Prompt:
Return every line of the records that includes the string "document".

Input data:

● ● ●

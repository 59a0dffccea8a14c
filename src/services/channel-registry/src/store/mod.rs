//! Channel store adapters
//!
//! The registry treats durable storage as an external collaborator reached
//! through [`ChannelStore`]. Two adapters ship with the crate:
//! - [`PgChannelStore`] over a PostgreSQL pool
//! - [`InMemoryChannelStore`] for tests and single-process deployments

use crate::error::Result;
use crate::models::{Channel, ChannelId, ChannelStatus, NewChannel, SearchFilter, TagEdit};
use async_trait::async_trait;

pub mod memory;
pub mod postgres;

pub use memory::InMemoryChannelStore;
pub use postgres::PgChannelStore;

/// Channel store trait for dependency injection
#[cfg_attr(test, mockall::automock)]
#[async_trait]
pub trait ChannelStore: Send + Sync {
    /// Insert one record and return it with its assigned id
    async fn create(&self, channel: NewChannel) -> Result<Channel>;

    /// Insert a batch of records atomically
    async fn batch_create(&self, channels: Vec<NewChannel>) -> Result<()>;

    /// Replace a record
    async fn update(&self, channel: &Channel) -> Result<()>;

    /// Set a record's status only while it still holds `from`.
    ///
    /// Returns false when the record is gone or its status moved on.
    async fn update_status(
        &self,
        id: ChannelId,
        from: ChannelStatus,
        to: ChannelStatus,
    ) -> Result<bool>;

    /// Delete one record
    async fn delete(&self, id: ChannelId) -> Result<()>;

    /// Delete every manually or automatically disabled record
    async fn delete_disabled(&self) -> Result<u64>;

    /// Fetch one record; the credential is blanked unless `with_key`
    async fn get(&self, id: ChannelId, with_key: bool) -> Result<Channel>;

    /// Page over records; `select_all` ignores pagination and includes credentials
    async fn list(
        &self,
        offset: usize,
        limit: usize,
        select_all: bool,
        sort_by_id: bool,
    ) -> Result<Vec<Channel>>;

    /// Every record carrying `tag`
    async fn list_by_tag(&self, tag: &str, sort_by_id: bool) -> Result<Vec<Channel>>;

    /// Page over distinct non-empty tags
    async fn paginated_tags(&self, offset: usize, limit: usize) -> Result<Vec<String>>;

    /// Distinct non-empty tags of records matching the filter
    async fn search_tags(&self, filter: &SearchFilter, sort_by_id: bool) -> Result<Vec<String>>;

    /// Records matching the filter
    async fn search_channels(
        &self,
        filter: &SearchFilter,
        sort_by_id: bool,
    ) -> Result<Vec<Channel>>;

    /// Delete every listed record
    async fn batch_delete(&self, ids: &[ChannelId]) -> Result<()>;

    /// Set or clear the tag of every listed record
    async fn batch_set_tag(&self, ids: &[ChannelId], tag: Option<String>) -> Result<()>;

    /// Manually disable every record carrying `tag`
    async fn disable_by_tag(&self, tag: &str) -> Result<()>;

    /// Enable every record carrying `tag`
    async fn enable_by_tag(&self, tag: &str) -> Result<()>;

    /// Apply a shared configuration edit to every record carrying `edit.tag`
    async fn edit_by_tag(&self, edit: &TagEdit) -> Result<()>;
}
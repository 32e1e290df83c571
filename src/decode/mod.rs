//! Check definition decoder.
//!
//! Tolerant decoding of check definitions written in either key dialect,
//! with duration fields given as literals or raw nanosecond counts:
//! - Order-preserving document reading
//! - Field table and key matching
//! - Strict value coercion
//! - Dialect overlay and alias resolution
//! - Duration normalization

pub mod decoder;
pub mod document;
pub mod duration;
pub mod fields;
pub mod overlay;
pub mod value;

pub use decoder::*;
pub use document::RawDocument;
pub use duration::{parse_duration_literal, RawDuration};
//! Dialect overlay.
//!
//! A document is first read into an [`Overlay`]: every recognised key lands
//! in its slot, primary and alternate dialect alike, with duration slots kept
//! raw. [`Overlay::resolve_dialect`] then folds alternate slots into their
//! primary counterparts following [`ALIAS_RULES`].

use std::collections::BTreeMap;

use chrono::Duration;
use serde_json::{Map, Value};

use crate::decode::duration::RawDuration;
use crate::decode::fields::{slot_for_key, Dialect, Slot};
use crate::decode::value::{coerce, SlotValue};
use crate::error::Result;
use crate::logging::structured::LogContext;

/// How an alternate value is merged into its primary slot.
#[derive(Debug, Clone, Copy, PartialEq, Eq)]
pub enum Merge {
    /// Copy the first populated alternate when the primary is absent or empty.
    FillEmpty,
    /// Copy the first present alternate when the primary is absent.
    FillAbsent,
    /// Set the primary to `true` when an alternate is `true`. A `false`
    /// alternate never clears the primary.
    PromoteTrue,
}

/// One dialect alias: a primary slot and its alternates in priority order.
#[derive(Debug)]
pub struct AliasRule {
    pub primary: Slot,
    pub alternates: &'static [Slot],
    pub merge: Merge,
}

pub const ALIAS_RULES: &[AliasRule] = &[
    AliasRule {
        primary: Slot::ScriptArgs,
        alternates: &[Slot::ArgsAlt, Slot::ScriptArgsAlt],
        merge: Merge::FillEmpty,
    },
    AliasRule {
        primary: Slot::DeregisterCriticalServiceAfter,
        alternates: &[Slot::DeregisterCriticalServiceAfterAlt],
        merge: Merge::FillAbsent,
    },
    AliasRule {
        primary: Slot::DockerContainerId,
        alternates: &[Slot::DockerContainerIdAlt],
        merge: Merge::FillEmpty,
    },
    AliasRule {
        primary: Slot::TlsSkipVerify,
        alternates: &[Slot::TlsSkipVerifyAlt],
        merge: Merge::PromoteTrue,
    },
    AliasRule {
        primary: Slot::ServiceId,
        alternates: &[Slot::ServiceIdAlt],
        merge: Merge::FillEmpty,
    },
];

/// A slot value together with the document key it was read from.
#[derive(Debug, Clone, PartialEq)]
pub struct Entry {
    pub key: String,
    pub value: SlotValue,
}

/// Slot-keyed view of one document.
#[derive(Debug, Default)]
pub struct Overlay {
    entries: BTreeMap<Slot, Entry>,
}

impl Overlay {
    /// Read every recognised key of `object` into its slot.
    ///
    /// Unknown keys are ignored and `null` leaves a slot unset. When several
    /// keys resolve to the same slot, the last one in document order wins.
    pub fn from_object(object: &Map<String, Value>) -> Result<Self> {
        Self::from_entries(object.iter())
    }

    /// Read `(key, value)` pairs in document order. Unlike a parsed
    /// [`Map`], the pairs may repeat a key.
    pub fn from_entries<'a, I>(pairs: I) -> Result<Self>
    where
        I: IntoIterator<Item = (&'a String, &'a Value)>,
    {
        let mut entries = BTreeMap::new();

        for (key, value) in pairs {
            let Some(slot) = slot_for_key(key) else {
                continue;
            };
            if value.is_null() {
                continue;
            }
            let value = coerce(slot.kind(), key, value)?;
            entries.insert(
                slot,
                Entry {
                    key: key.clone(),
                    value,
                },
            );
        }

        Ok(Self { entries })
    }

    pub fn get(&self, slot: Slot) -> Option<&Entry> {
        self.entries.get(&slot)
    }

    /// Number of slots populated from alternate-dialect keys.
    pub fn alternate_count(&self) -> usize {
        self.entries
            .keys()
            .filter(|slot| slot.dialect() == Dialect::Alternate)
            .count()
    }

    /// Fold alternate slots into their primary slots.
    pub fn resolve_dialect(&mut self, ctx: &LogContext) {
        for rule in ALIAS_RULES {
            match rule.merge {
                Merge::FillEmpty | Merge::FillAbsent => self.fill(rule, ctx),
                Merge::PromoteTrue => self.promote_true(rule, ctx),
            }
        }
    }

    fn fill(&mut self, rule: &AliasRule, ctx: &LogContext) {
        let primary_set = match (self.entries.get(&rule.primary), rule.merge) {
            (None, _) => false,
            (Some(entry), Merge::FillEmpty) => !entry.value.is_empty(),
            (Some(_), _) => true,
        };

        if primary_set {
            for alt in rule.alternates {
                if let Some(entry) = self.entries.get(alt) {
                    crate::log_debug!(
                        ctx,
                        "DIALECT_ALIAS_IGNORED",
                        field = rule.primary.key(),
                        alternate = entry.key.as_str(),
                    );
                }
            }
            return;
        }

        let replacement = rule.alternates.iter().find_map(|alt| {
            self.entries
                .get(alt)
                .filter(|entry| rule.merge == Merge::FillAbsent || !entry.value.is_empty())
                .cloned()
        });

        if let Some(entry) = replacement {
            crate::log_debug!(
                ctx,
                "DIALECT_ALIAS_APPLIED",
                field = rule.primary.key(),
                alternate = entry.key.as_str(),
            );
            self.entries.insert(rule.primary, entry);
        }
    }

    fn promote_true(&mut self, rule: &AliasRule, ctx: &LogContext) {
        let Some(entry) = rule.alternates.iter().find_map(|alt| {
            self.entries
                .get(alt)
                .filter(|entry| entry.value == SlotValue::Bool(true))
                .cloned()
        }) else {
            return;
        };

        crate::log_debug!(
            ctx,
            "DIALECT_ALIAS_APPLIED",
            field = rule.primary.key(),
            alternate = entry.key.as_str(),
        );
        self.entries.insert(rule.primary, entry);
    }

    pub fn take_string(&mut self, slot: Slot) -> String {
        match self.entries.remove(&slot).map(|e| e.value) {
            Some(SlotValue::Str(s)) => s,
            _ => String::new(),
        }
    }

    pub fn take_bool(&mut self, slot: Slot) -> bool {
        matches!(
            self.entries.remove(&slot).map(|e| e.value),
            Some(SlotValue::Bool(true))
        )
    }

    pub fn take_int(&mut self, slot: Slot) -> i64 {
        match self.entries.remove(&slot).map(|e| e.value) {
            Some(SlotValue::Int(i)) => i,
            _ => 0,
        }
    }

    pub fn take_string_list(&mut self, slot: Slot) -> Vec<String> {
        match self.entries.remove(&slot).map(|e| e.value) {
            Some(SlotValue::StrList(list)) => list,
            _ => Vec::new(),
        }
    }

    pub fn take_header(&mut self, slot: Slot) -> BTreeMap<String, Vec<String>> {
        match self.entries.remove(&slot).map(|e| e.value) {
            Some(SlotValue::Header(header)) => header,
            _ => BTreeMap::new(),
        }
    }

    /// Normalize a duration slot from its own raw value. Absent is zero.
    pub fn take_duration(&mut self, slot: Slot, ctx: &LogContext) -> Result<Duration> {
        let Some(entry) = self.entries.remove(&slot) else {
            return Ok(Duration::zero());
        };
        let SlotValue::Duration(raw) = &entry.value else {
            return Ok(Duration::zero());
        };

        let duration = raw.normalize(&entry.key)?;
        crate::log_debug!(
            ctx,
            "DURATION_NORMALIZED",
            field = entry.key.as_str(),
            form = match raw {
                RawDuration::Literal(_) => "literal",
                RawDuration::Nanos(_) => "nanos",
            },
            nanos = duration.num_nanoseconds(),
        );
        Ok(duration)
    }
}

#[cfg(test)]
mod tests {
    use super::*;
    use serde_json::json;

    fn overlay(doc: Value) -> Overlay {
        let mut overlay = Overlay::from_object(doc.as_object().unwrap()).unwrap();
        overlay.resolve_dialect(&LogContext::default());
        overlay
    }

    #[test]
    fn test_last_key_wins() {
        let mut o = overlay(json!({"http": "", "HTTP": "http://x"}));
        assert_eq!(o.take_string(Slot::Http), "http://x");

        let mut o = overlay(json!({"HTTP": "http://x", "http": "http://y"}));
        assert_eq!(o.take_string(Slot::Http), "http://y");
    }

    #[test]
    fn test_repeated_pairs_last_wins() {
        let pairs = vec![
            ("http".to_string(), json!("a")),
            ("HTTP".to_string(), json!("b")),
            ("http".to_string(), json!("")),
        ];
        let mut o = Overlay::from_entries(pairs.iter().map(|(k, v)| (k, v))).unwrap();
        assert_eq!(o.get(Slot::Http).map(|e| e.key.as_str()), Some("http"));
        assert_eq!(o.take_string(Slot::Http), "");
    }

    #[test]
    fn test_null_and_unknown_ignored() {
        let mut o = overlay(json!({"Name": null, "Port": 80, "Notes": "n"}));
        assert!(o.get(Slot::Name).is_none());
        assert_eq!(o.take_string(Slot::Notes), "n");
    }

    #[test]
    fn test_type_mismatch_rejected() {
        let doc = json!({"Name": ["web"]});
        assert!(Overlay::from_object(doc.as_object().unwrap()).is_err());
        let doc = json!({"tls_skip_verify": "yes"});
        assert!(Overlay::from_object(doc.as_object().unwrap()).is_err());
    }

    #[test]
    fn test_script_args_priority() {
        let mut o = overlay(json!({"script_args": ["b"], "args": ["a"]}));
        assert_eq!(o.take_string_list(Slot::ScriptArgs), vec!["a"]);

        let mut o = overlay(json!({"script_args": ["b"], "args": []}));
        assert_eq!(o.take_string_list(Slot::ScriptArgs), vec!["b"]);

        let mut o = overlay(json!({"ScriptArgs": ["p"], "args": ["a"], "script_args": ["b"]}));
        assert_eq!(o.take_string_list(Slot::ScriptArgs), vec!["p"]);
    }

    #[test]
    fn test_fill_empty_primary() {
        let mut o = overlay(json!({"ServiceID": "", "service_id": "web-1"}));
        assert_eq!(o.take_string(Slot::ServiceId), "web-1");

        let mut o = overlay(json!({"DockerContainerID": "abc", "docker_container_id": "def"}));
        assert_eq!(o.take_string(Slot::DockerContainerId), "abc");
    }

    // Only a true alternate propagates; false never clears a true primary.
    #[test]
    fn test_skip_verify_is_one_directional() {
        let cases = [
            (Some(false), Some(true), true),
            (Some(true), Some(false), true),
            (Some(false), Some(false), false),
            (None, Some(true), true),
            (None, Some(false), false),
            (Some(true), None, true),
        ];
        for (primary, alternate, expected) in cases {
            let mut doc = Map::new();
            if let Some(p) = primary {
                doc.insert("TLSSkipVerify".to_string(), json!(p));
            }
            if let Some(a) = alternate {
                doc.insert("tls_skip_verify".to_string(), json!(a));
            }
            let mut o = Overlay::from_object(&doc).unwrap();
            o.resolve_dialect(&LogContext::default());
            assert_eq!(
                o.take_bool(Slot::TlsSkipVerify),
                expected,
                "primary={:?} alternate={:?}",
                primary,
                alternate
            );
        }
    }

    #[test]
    fn test_deregister_fill_absent() {
        let ctx = LogContext::default();
        let mut o = overlay(json!({"deregister_critical_service_after": 5_000_000_000i64}));
        assert_eq!(
            o.take_duration(Slot::DeregisterCriticalServiceAfter, &ctx).unwrap(),
            Duration::seconds(5)
        );

        let mut o = overlay(json!({
            "DeregisterCriticalServiceAfter": "1m",
            "deregister_critical_service_after": "5m"
        }));
        assert_eq!(
            o.take_duration(Slot::DeregisterCriticalServiceAfter, &ctx).unwrap(),
            Duration::minutes(1)
        );
    }

    #[test]
    fn test_alternate_count() {
        let o = overlay(json!({"Name": "web", "service_id": "a", "args": ["x"]}));
        // service_id and args stay in the overlay after being copied
        assert_eq!(o.alternate_count(), 2);
    }
}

● ● ●

Output of the task:
//! - Order-preserving document reading
pub mod document;
pub use document::RawDocument;
//! A document is first read into an [`Overlay`]: every recognised key lands
/// A slot value together with the document key it was read from.
/// Slot-keyed view of one document.
    /// keys resolve to the same slot, the last one in document order wins.
    /// Read `(key, value)` pairs in document order. Unlike a parsed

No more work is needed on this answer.